L’Orchestre Symphonique d’Europe et moi, par Piotr Moss

La création, en 1985, de l’Orchestre Symphonique d’Europe, a été, à l’époque, un événement. Qui aurait pu penser que l’on était à deux pas de l’Europe de plusieurs nations ? Ceux qui ont créé l’OSE – Olivier Holt, Laurent Kupferman et Eric Walter – avaient la simple idée de faire jouer ensemble de jeunes musiciens de plusieurs pays – et pas seulement européens, si ma mémoire est bonne.

Ils ont été des précurseurs : à voir maintenant tant d’orchestres et d’ensembles réunissant des musiciens de plusieurs nationalités, on ne peut que se louer encore davantage de la magnifique idée des créateurs de l’OSE.

J’ai eu la chance de travailler avec cet ensemble presque depuis sa naissance.
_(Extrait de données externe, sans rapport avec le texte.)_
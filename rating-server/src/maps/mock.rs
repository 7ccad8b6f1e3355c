//! Mock maps provider for testing without API access.
//!
//! Serves geocodes, nearby-stop times, travel times and places from
//! in-memory tables, built either with builder methods or from a JSON
//! fixture file.

use std::collections::HashMap;
use std::path::Path;
use std::sync::atomic::{AtomicUsize, Ordering};

use serde::Deserialize;

use crate::domain::{LatLon, StopKind, TravelMode, TravelTimeEntry, TravelTimeMap};
use crate::rating::{Geocoder, PlaceResult, PlaceSearch, TravelTimeProvider};

use super::error::ProviderError;

type PointKey = (u64, u64);

/// JSON fixture layout for [`MockProvider::from_file`].
#[derive(Debug, Default, Deserialize)]
#[serde(default)]
struct MockFixture {
    geocodes: HashMap<String, LatLon>,
    nearby: Vec<NearbyFixture>,
    distances: Vec<DistanceFixture>,
    places: HashMap<String, PlaceResult>,
    failing: HashMap<String, String>,
}

#[derive(Debug, Deserialize)]
struct NearbyFixture {
    kind: StopKind,
    origin: LatLon,
    entries: Vec<TravelTimeEntry>,
}

#[derive(Debug, Deserialize)]
struct DistanceFixture {
    origin: LatLon,
    destination: LatLon,
    mode: TravelMode,
    seconds: f64,
}

/// Deterministic provider that answers from fixed tables.
///
/// Unknown addresses and places are `NotFound`, unknown origin/destination
/// pairs are `NoRoute`, and an origin with no nearby table has no stops.
#[derive(Debug, Default)]
pub struct MockProvider {
    geocodes: HashMap<String, LatLon>,
    nearby: HashMap<(StopKind, PointKey), TravelTimeMap>,
    distances: HashMap<(TravelMode, PointKey, PointKey), f64>,
    places: HashMap<String, PlaceResult>,
    /// Addresses whose lookup fails, with the failure message.
    failing: HashMap<String, String>,
    calls: AtomicUsize,
}

impl MockProvider {
    pub fn new() -> Self {
        Self::default()
    }

    /// Load a provider from a JSON fixture file.
    pub fn from_file(path: impl AsRef<Path>) -> Result<Self, ProviderError> {
        let path = path.as_ref();
        let json = std::fs::read_to_string(path).map_err(|e| ProviderError::Api {
            status: 0,
            message: format!("Failed to read {:?}: {}", path, e),
        })?;
        Self::from_json(&json)
    }

    /// Build a provider from fixture JSON.
    pub fn from_json(json: &str) -> Result<Self, ProviderError> {
        let fixture: MockFixture = serde_json::from_str(json).map_err(|e| ProviderError::Json {
            message: e.to_string(),
            body: Some(json.chars().take(500).collect()),
        })?;

        let mut provider = Self {
            geocodes: fixture.geocodes,
            places: fixture.places,
            failing: fixture.failing,
            ..Self::default()
        };
        for nearby in fixture.nearby {
            provider = provider.with_nearby(nearby.kind, nearby.origin, nearby.entries);
        }
        for d in fixture.distances {
            provider = provider.with_distance(d.origin, d.destination, d.mode, d.seconds);
        }
        Ok(provider)
    }

    pub fn with_address(mut self, address: impl Into<String>, location: LatLon) -> Self {
        self.geocodes.insert(address.into(), location);
        self
    }

    /// Stops of one kind near `origin`.
    pub fn with_nearby(
        mut self,
        kind: StopKind,
        origin: LatLon,
        entries: impl IntoIterator<Item = TravelTimeEntry>,
    ) -> Self {
        let map = entries
            .into_iter()
            .map(|entry| (entry.target_id.clone(), entry))
            .collect();
        self.nearby.insert((kind, origin.bits()), map);
        self
    }

    pub fn with_distance(
        mut self,
        origin: LatLon,
        destination: LatLon,
        mode: TravelMode,
        seconds: f64,
    ) -> Self {
        self.distances
            .insert((mode, origin.bits(), destination.bits()), seconds);
        self
    }

    pub fn with_place(mut self, query: impl Into<String>, place: PlaceResult) -> Self {
        self.places.insert(query.into(), place);
        self
    }

    /// Make every lookup of `address` fail with an API error.
    pub fn with_failing_address(
        mut self,
        address: impl Into<String>,
        message: impl Into<String>,
    ) -> Self {
        self.failing.insert(address.into(), message.into());
        self
    }

    /// Number of provider calls served so far.
    pub fn calls(&self) -> usize {
        self.calls.load(Ordering::Relaxed)
    }

    fn record_call(&self) {
        self.calls.fetch_add(1, Ordering::Relaxed);
    }
}

impl Geocoder for MockProvider {
    async fn locate(&self, address: &str) -> Result<LatLon, ProviderError> {
        self.record_call();

        if let Some(message) = self.failing.get(address) {
            return Err(ProviderError::Api {
                status: 503,
                message: message.clone(),
            });
        }

        self.geocodes
            .get(address)
            .copied()
            .ok_or_else(|| ProviderError::NotFound(address.to_string()))
    }
}

impl TravelTimeProvider for MockProvider {
    async fn nearby(&self, kind: StopKind, origin: LatLon) -> Result<TravelTimeMap, ProviderError> {
        self.record_call();
        Ok(self
            .nearby
            .get(&(kind, origin.bits()))
            .cloned()
            .unwrap_or_default())
    }

    async fn stations_near(&self, origin: LatLon) -> Result<TravelTimeMap, ProviderError> {
        self.nearby(StopKind::Divvy, origin).await
    }

    async fn distance(
        &self,
        origin: LatLon,
        destinations: &[LatLon],
        mode: TravelMode,
    ) -> Result<Vec<f64>, ProviderError> {
        self.record_call();
        destinations
            .iter()
            .map(|destination| {
                self.distances
                    .get(&(mode, origin.bits(), destination.bits()))
                    .copied()
                    .ok_or(ProviderError::NoRoute {
                        origin,
                        destination: *destination,
                        mode,
                    })
            })
            .collect()
    }
}

impl PlaceSearch for MockProvider {
    async fn resolve(&self, query: &str, _near: LatLon) -> Result<PlaceResult, ProviderError> {
        self.record_call();
        self.places
            .get(query)
            .cloned()
            .ok_or_else(|| ProviderError::NotFound(query.to_string()))
    }
}
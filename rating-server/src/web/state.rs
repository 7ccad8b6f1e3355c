//! Application state for the web layer.

use std::sync::Arc;

use crate::rating::RatingEngine;

/// Shared application state.
pub struct AppState<P> {
    /// Rating engine with its provider
    pub engine: Arc<RatingEngine<P>>,
}

impl<P> AppState<P> {
    /// Create a new app state.
    pub fn new(engine: RatingEngine<P>) -> Self {
        Self {
            engine: Arc::new(engine),
        }
    }
}

// Manual impl: the provider itself need not be Clone
impl<P> Clone for AppState<P> {
    fn clone(&self) -> Self {
        Self {
            engine: Arc::clone(&self.engine),
        }
    }
}
//! Caching layer for maps API responses.
//!
//! Geocodes, place lookups and travel times change rarely, and ranking the
//! same neighbourhood again repeats most lookups. Travel times are cached per
//! (origin, destination, mode) so a batched request only asks the API for
//! the pairs it has not seen.

use std::time::Duration;

use moka::future::Cache as MokaCache;
use tracing::debug;

use crate::domain::{LatLon, TravelMode};
use crate::maps::{MapsClient, ProviderError};
use crate::rating::PlaceResult;

type PointKey = (u64, u64);

/// Cache key for travel times: (origin, destination, mode).
type DistanceKey = (PointKey, PointKey, TravelMode);

/// Configuration for the cache.
#[derive(Debug, Clone)]
pub struct CacheConfig {
    /// TTL for cached entries.
    pub ttl: Duration,

    /// Maximum number of cached entries per table.
    pub max_capacity: u64,
}

impl Default for CacheConfig {
    fn default() -> Self {
        Self {
            ttl: Duration::from_secs(6 * 60 * 60),
            max_capacity: 10_000,
        }
    }
}

/// Cache for maps API responses.
pub struct MapsCache {
    geocodes: MokaCache<String, LatLon>,
    places: MokaCache<(String, PointKey), PlaceResult>,
    distances: MokaCache<DistanceKey, f64>,
}

impl MapsCache {
    /// Create a new cache with the given configuration.
    pub fn new(config: &CacheConfig) -> Self {
        Self {
            geocodes: MokaCache::builder()
                .time_to_live(config.ttl)
                .max_capacity(config.max_capacity)
                .build(),
            places: MokaCache::builder()
                .time_to_live(config.ttl)
                .max_capacity(config.max_capacity)
                .build(),
            distances: MokaCache::builder()
                .time_to_live(config.ttl)
                .max_capacity(config.max_capacity)
                .build(),
        }
    }
}

/// Maps client with caching.
///
/// Wraps a `MapsClient`; only successful responses are cached.
pub struct CachedMapsClient {
    client: MapsClient,
    cache: MapsCache,
}

impl CachedMapsClient {
    /// Create a new cached client.
    pub fn new(client: MapsClient, cache_config: &CacheConfig) -> Self {
        Self {
            client,
            cache: MapsCache::new(cache_config),
        }
    }

    /// Geocode an address, using cache if available.
    pub async fn geocode(&self, address: &str) -> Result<LatLon, ProviderError> {
        if let Some(cached) = self.cache.geocodes.get(address).await {
            return Ok(cached);
        }

        let location = self.client.geocode(address).await?;
        self.cache
            .geocodes
            .insert(address.to_string(), location)
            .await;
        Ok(location)
    }

    /// Find a place, using cache if available.
    pub async fn find_place(&self, query: &str, near: LatLon) -> Result<PlaceResult, ProviderError> {
        let key = (query.to_string(), near.bits());
        if let Some(cached) = self.cache.places.get(&key).await {
            return Ok(cached);
        }

        let place = self.client.find_place(query, near).await?;
        self.cache.places.insert(key, place.clone()).await;
        Ok(place)
    }

    /// Travel times from `origin` to each destination.
    ///
    /// Cached pairs are answered locally; the rest go to the API in one
    /// batched request.
    pub async fn distance_matrix(
        &self,
        origin: LatLon,
        destinations: &[LatLon],
        mode: TravelMode,
    ) -> Result<Vec<f64>, ProviderError> {
        let mut cached = Vec::with_capacity(destinations.len());
        for destination in destinations {
            cached.push(
                self.cache
                    .distances
                    .get(&(origin.bits(), destination.bits(), mode))
                    .await,
            );
        }

        let misses = missing_destinations(&cached, destinations);
        if misses.is_empty() {
            return Ok(cached.into_iter().flatten().collect());
        }

        debug!(
            %origin,
            %mode,
            hits = destinations.len() - misses.len(),
            misses = misses.len(),
            "fetching travel times"
        );

        let fetched = self.client.distance_matrix(origin, &misses, mode).await?;
        if fetched.len() != misses.len() {
            return Err(ProviderError::UnexpectedResponse(format!(
                "expected {} travel times, got {}",
                misses.len(),
                fetched.len()
            )));
        }

        for (destination, time) in misses.iter().zip(&fetched) {
            self.cache
                .distances
                .insert((origin.bits(), destination.bits(), mode), *time)
                .await;
        }

        merge_times(&cached, destinations, &misses, &fetched)
    }
}

/// Destinations with no cached time, first occurrence only.
fn missing_destinations(cached: &[Option<f64>], destinations: &[LatLon]) -> Vec<LatLon> {
    let mut misses: Vec<LatLon> = Vec::new();
    for (time, destination) in cached.iter().zip(destinations) {
        if time.is_none() && !misses.contains(destination) {
            misses.push(*destination);
        }
    }
    misses
}

/// Fill the cache misses in `cached` from the fetched times.
///
/// `fetched` must hold one time per entry of `misses`; a destination with
/// neither a cached nor a fetched time is an error.
fn merge_times(
    cached: &[Option<f64>],
    destinations: &[LatLon],
    misses: &[LatLon],
    fetched: &[f64],
) -> Result<Vec<f64>, ProviderError> {
    if fetched.len() != misses.len() {
        return Err(ProviderError::UnexpectedResponse(format!(
            "expected {} travel times, got {}",
            misses.len(),
            fetched.len()
        )));
    }

    cached
        .iter()
        .zip(destinations)
        .map(|(time, destination)| match time {
            Some(time) => Ok(*time),
            None => misses
                .iter()
                .position(|miss| miss == destination)
                .map(|idx| fetched[idx])
                .ok_or_else(|| {
                    ProviderError::UnexpectedResponse(format!(
                        "no travel time fetched for {destination}"
                    ))
                }),
        })
        .collect()
}
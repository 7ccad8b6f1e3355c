//! HTTP route handlers.

use axum::body::Bytes;
use axum::{
    Json, Router,
    extract::State,
    http::StatusCode,
    response::{IntoResponse, Response},
    routing::{get, post},
};
use tracing::{error, info, warn};

use crate::rating::{RatingError, RatingProvider};

use super::dto::*;
use super::state::AppState;

/// Create the application router.
pub fn create_router<P>(state: AppState<P>) -> Router
where
    P: RatingProvider + Send + 'static,
{
    Router::new()
        .route("/health", get(health))
        .route("/rank", post(rank_addresses::<P>))
        .with_state(state)
}

/// Health check endpoint.
async fn health() -> &'static str {
    "ok"
}

/// Rate and rank candidate addresses.
async fn rank_addresses<P>(
    State(state): State<AppState<P>>,
    body: Bytes,
) -> Result<Json<RankResponse>, AppError>
where
    P: RatingProvider + Send + 'static,
{
    // Parse JSON manually so we can log the body on failure
    let req: RankRequest = serde_json::from_slice(&body).map_err(|e| {
        warn!(error = %e, body = %String::from_utf8_lossy(&body), "invalid rank request");
        AppError::BadRequest {
            message: format!("Invalid JSON: {e}"),
        }
    })?;

    let request = req.into_rating_request();
    let report = state.engine.rate(&request).await?;

    info!(
        rated = report.ranked.len(),
        failed = report.failures.len(),
        "ranking complete"
    );

    Ok(Json(RankResponse::from_report(&request.addresses, report)))
}

/// Application error type.
#[derive(Debug)]
pub enum AppError {
    BadRequest { message: String },
    Internal { message: String },
}

impl From<RatingError> for AppError {
    fn from(e: RatingError) -> Self {
        match e {
            RatingError::Configuration(_) => AppError::BadRequest {
                message: e.to_string(),
            },
            _ => AppError::Internal {
                message: e.to_string(),
            },
        }
    }
}

impl IntoResponse for AppError {
    fn into_response(self) -> Response {
        let (status, message) = match self {
            AppError::BadRequest { message } => (StatusCode::BAD_REQUEST, message),
            AppError::Internal { message } => (StatusCode::INTERNAL_SERVER_ERROR, message),
        };

        if status.is_server_error() {
            error!(%status, %message, "request failed");
        } else {
            warn!(%status, %message, "request rejected");
        }

        let body = Json(ErrorResponse { error: message });
        (status, body).into_response()
    }
}

#[cfg(test)]
mod tests {
    use super::*;
    use crate::domain::{LatLon, StopKind, TravelTimeEntry};
    use crate::maps::MockProvider;
    use crate::rating::{LookupError, RatingConfig, RatingEngine};

    fn state() -> AppState<MockProvider> {
        let a = LatLon::new(41.7943, -87.5907).unwrap();
        let b = LatLon::new(41.7886, -87.5987).unwrap();
        let provider = MockProvider::new()
            .with_address("a", a)
            .with_address("b", b)
            .with_nearby(StopKind::Cta, a, [TravelTimeEntry::new("47", 120.0)])
            .with_nearby(StopKind::Cta, b, [TravelTimeEntry::new("47", 600.0)]);
        AppState::new(RatingEngine::new(provider, RatingConfig::default()))
    }

    #[tokio::test]
    async fn rank_returns_ordered_results() {
        let body = Bytes::from(
            r#"{"addresses": ["b", "a", "c"], "transit_prefs": {"cta": "high"}}"#,
        );

        let Json(response) = rank_addresses(State(state()), body).await.unwrap();

        assert_eq!(response.ranked[0].address, "a");
        assert_eq!(response.ranked[1].address, "b");
        assert_eq!(response.results[0].rank, Some(2));
        assert!(response.results[2].error.is_some());
    }

    #[tokio::test]
    async fn invalid_json_is_bad_request() {
        let result = rank_addresses(State(state()), Bytes::from("{not json")).await;
        assert!(matches!(result, Err(AppError::BadRequest { .. })));
    }

    #[tokio::test]
    async fn configuration_error_is_bad_request() {
        let body = Bytes::from(r#"{"addresses": ["a"], "transit_prefs": {"cta": "high"}}"#);
        let err = rank_addresses(State(state()), body).await.unwrap_err();

        assert!(matches!(err, AppError::BadRequest { .. }));
        assert_eq!(err.into_response().status(), StatusCode::BAD_REQUEST);
    }

    #[test]
    fn lookup_error_is_internal() {
        let err = AppError::from(RatingError::Lookup(LookupError::UnknownRoute(999)));
        assert_eq!(err.into_response().status(), StatusCode::INTERNAL_SERVER_ERROR);
    }

    #[tokio::test]
    async fn health_check() {
        assert_eq!(health().await, "ok");
    }

    #[test]
    fn router_builds() {
        let _router = create_router(state());
    }
}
Olivier Holt, qui avait déjà dirigé ma musique – il avait créé mon œuvre Incontri en 1984 au Théâtre du Châtelet en me permettant d’obtenir le Prix du public du concert « Référendum » – m’a proposé d’écrire des œuvres différentes et assez originales, lesquelles ont ensuite trouvé une prolongation dans ma création.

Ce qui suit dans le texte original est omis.